ご飯に比べるとパンは手軽なイメージがあり、パン食を好む人もいるのではないか。しかし、原因不明の体の不調は
...続きを読むパン食が原因かもしれない。小麦に含まれるタンパク質「グルテン」は脳に炎症を起こし、腸に小さな穴をあけてしまう。パン食によってグルテンを大量に摂取することになる。そこで本書は小麦抜き生活「グルテンフリー」を提唱する。
現代人に広がる体の不調の原因がパン食にあるとの指摘は納得できる。日本のパン食普及は敗戦後である。アメリカ産小麦の輸入国にするための陰謀論まである。パン食の普及と並行して、慢性的な体の不調も現代人に見られるようになった。
恐ろしい点はグルテンに依存性があることである。だから一定の期間、パンなど小麦を食べることを絶つ必要がある。これは危険ドラッグなど依存性薬物の治療と同じである。逆に一定期間パンを絶つとパンを食べたいという気持ちがなくなるという。
実は食事による健康法を説く最近の書籍では依存症や中毒性がキーワードになっている。

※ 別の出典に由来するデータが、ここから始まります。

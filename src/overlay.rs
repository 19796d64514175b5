use web_sys as web;

use crate::constants::{DEBUG_MENU_ID, EDITOR_HELP_ID, EDITOR_HELP_LINES};

#[inline]
pub fn show(document: &web::Document, id: &str) {
    if let Some(el) = document.get_element_by_id(id) {
        let _ = el.set_attribute("style", "");
    }
}

#[inline]
pub fn hide(document: &web::Document, id: &str) {
    if let Some(el) = document.get_element_by_id(id) {
        let _ = el.set_attribute("style", "display:none");
    }
}

#[inline]
pub fn is_hidden(document: &web::Document, id: &str) -> bool {
    document
        .get_element_by_id(id)
        .and_then(|el| el.get_attribute("style"))
        .map(|s| s.contains("display:none"))
        .unwrap_or(false)
}

#[inline]
pub fn set_visible(document: &web::Document, id: &str, visible: bool) {
    if visible == is_hidden(document, id) {
        if visible {
            show(document, id);
        } else {
            hide(document, id);
        }
    }
}

/// Replace the debug menu text, one line per entry.
pub fn set_debug_lines(document: &web::Document, lines: &[String]) {
    if let Some(el) = document.get_element_by_id(DEBUG_MENU_ID) {
        el.set_text_content(Some(&lines.join("\n")));
    }
}

/// Fill the editor help panel once at start-up; it is shown only in debug mode.
pub fn init_editor_help(document: &web::Document) {
    if let Some(el) = document.get_element_by_id(EDITOR_HELP_ID) {
        el.set_text_content(Some(&EDITOR_HELP_LINES.join("\n")));
    }
    hide(document, EDITOR_HELP_ID);
}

塩分取りすぎを戒める書籍では塩分には依存性があると指摘する(島田和幸『専門医が教える高血圧でも長生きする本』幻冬舎、2016年、68頁)。
糖の取りすぎを戒める書籍でも糖に脳内麻薬分泌による依存性があると指摘する(西脇俊二『難病を99%治す技術』実務教育出版、2016年、21頁)。危険ドラッグ吸引者が激辛の四川料理に病みつきになるなど薬物中毒が味覚をおかしくするとの指摘もある。中毒、依存性問題を真剣に考える必要がある。